Role of CcpA in regulation of the central pathways of carbon catabolism in Bacillus subtilis - PubMed (original) (raw)
Role of CcpA in regulation of the central pathways of carbon catabolism in Bacillus subtilis
S Tobisch et al. J Bacteriol. 1999 Nov.
Abstract
The Bacillus subtilis two-dimensional (2D) protein index contains almost all glycolytic and tricarboxylic acid (TCA) cycle enzymes, among them the most abundant housekeeping proteins of growing cells. Therefore, a comprehensive study on the regulation of glycolysis and the TCA cycle was initiated. Whereas expression of genes encoding the upper and lower parts of glycolysis (pgi, pfk, fbaA, and pykA) is not affected by the glucose supply, there is an activation of the glycolytic gap gene and the pgk operon by glucose. This activation seems to be dependent on the global regulator CcpA, as shown by 2D polyacrylamide gel electrophoresis analysis as well as by transcriptional analysis.
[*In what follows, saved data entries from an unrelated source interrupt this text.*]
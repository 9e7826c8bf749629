pub mod commands;
pub mod error;
pub mod package;
pub mod runtime;

pub use error::PackageError;
pub use package::{Package, Repository};
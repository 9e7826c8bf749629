use anyhow::Result;
use clap::Parser;
use pkgrepo::commands::{self, config::Config};
use std::path::PathBuf;

/// pkgrepo - inspect and prune package builds
///
/// Builds are stored as `<LOCATION>/packages/<PACKAGE>/builds/<VERSION>/`.
///
/// Examples:
///   pkgrepo list                   # List packages with their newest build
///   pkgrepo builds hello           # List builds of "hello", newest first
///   pkgrepo remove hello 1.0.0     # Delete one build
#[derive(Parser, Debug)]
#[command(author, version = env!("PKGREPO_VERSION"), about)]
struct Cli {
    #[command(subcommand)]
    command: Commands,

    /// Repository location (overrides defaults; also via PKGREPO_LOCATION)
    #[arg(
        long = "location",
        short = 'l',
        env = "PKGREPO_LOCATION",
        value_name = "PATH",
        global = true
    )]
    location: Option<PathBuf>,
}

#[derive(clap::Subcommand, Debug)]
enum Commands {
    /// List packages in the repository
    List(ListArgs),

    /// List builds of a package, newest first
    Builds(BuildsArgs),

    /// Remove a build of a package
    Remove(RemoveArgs),
}

#[derive(clap::Args, Debug)]
struct ListArgs {
    /// Print JSON instead of text
    #[arg(long)]
    json: bool,
}

#[derive(clap::Args, Debug)]
struct BuildsArgs {
    /// Package name
    #[arg(value_name = "PACKAGE")]
    package: String,

    /// Print JSON instead of text
    #[arg(long)]
    json: bool,
}

#[derive(clap::Args, Debug)]
struct RemoveArgs {
    /// Package name
    #[arg(value_name = "PACKAGE")]
    package: String,

    /// Build version to remove
    #[arg(value_name = "VERSION")]
    version: String,

    /// Skip the confirmation prompt
    #[arg(short = 'y', long)]
    yes: bool,
}

fn main() -> Result<()> {
    env_logger::Builder::from_env(env_logger::Env::default().default_filter_or("warn")).init();
    let cli = Cli::parse();
    let config = Config::new(pkgrepo::runtime::RealRuntime, cli.location)?;

    match cli.command {
        Commands::List(args) => commands::list(&config, args.json)?,
        Commands::Builds(args) => commands::builds(&config, &args.package, args.json)?,
        Commands::Remove(args) => {
            commands::remove(&config, &args.package, &args.version, args.yes)?
        }
    }
    Ok(())
}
Furthermore, a high glucose concentration stimulates production and excretion of organic acids (overflow metabolism) in the wild type but not in the ccpA mutant. Finally, CcpA is involved in strong glucose repression of almost all TCA cycle genes. In addition to TCA cycle and glycolytic enzymes, the levels of many other proteins are affected by the ccpA mutation. Our data suggest (i) that ccpA mutants are unable to activate glycolysis or carbon overflow metabolism and (ii) that CcpA might be a key regulator molecule, controlling a superregulon of glucose catabolism.
Figures
FIG. 1
Main pathways of carbohydrate metabolism. (A) Silver-stained 2D gel showing identified proteins which are involved in glycolysis (Pgi, Pfk, FbaA, Tpi, Gap, Pgk, Pgm, Eno), pyruvate dehydrogenesis (PdhA, PdhB, PdhC, PdhD), the TCA cycle (CitZ, CitB, CitC, OdhA, PdhD, SucC, SucD, SdhA, CitG, CitH), and overflow metabolism (Pta, AckA). (B) Schematic representation of glycolysis and the TCA cycle. Enzymes and metabolites are indicated. Note that not all the proteins of these pathways are identified on 2D gels.
FIG. 2
Comparison of CcpA-dependent expression of proteins involved in glycolysis (□), the TCA cycle (○), and overflow metabolism (◊) in B. subtilis. The spots correspond to enzymes of central carbon metabolism. They are derived from silver-stained 2D electrophoretograms of B. subtilis IS58 and the ccpA mutant strain BGW2, which were grown in pure ASM without any additional carbon source or with 1% glucose.
FIG. 3
Northern blot analysis of genes encoding glycolytic enzymes. RNA of exponentially growing B. subtilis cells was hybridized with probes specific for gap (A), pgk (B), and eno (C). Sizes of transcripts are indicated, and possible interpretations are illustrated (D); thicknesses of arrows correspond with the amount of transcript.
FIG. 4
Quantitative analysis of mRNAs of glycolytic and TCA cycle enzymes. Different concentrations of RNA (1 and 0.5 μg) from B. subtilis IS58 and BGW2 were blotted onto nylon membranes and hybridized with probes specific for the genes indicated. The mRNA amount obtained for IS58 in the presence of 0.1% ribose was set at 1.
FIG. 5
CcpA- and carbon source-dependent acidification of growth medium. Measurement of pH (□) during growth (⧫) was carried out as described in Materials and Methods for the B. subtilis IS58 wild-type strain in ASM containing 1% glucose (A) or 0.1% ribose (B), as well as for the B. subtilis BGW2 ccpA mutant strain in ASM containing 1% glucose (C) or 0.1% ribose (D).
FIG. 6
Silver-stained 2D gels of B. subtilis wild-type strain IS58 (A) and isogenic ccpA mutant strain BGW2 (B) protein extracts. Glycolytic enzymes (□), enzymes of the TCA cycle (○), and enzymes of overflow metabolism (◊) are indicated, as are proteins which are repressed (
) or induced () in the absence of CcpA.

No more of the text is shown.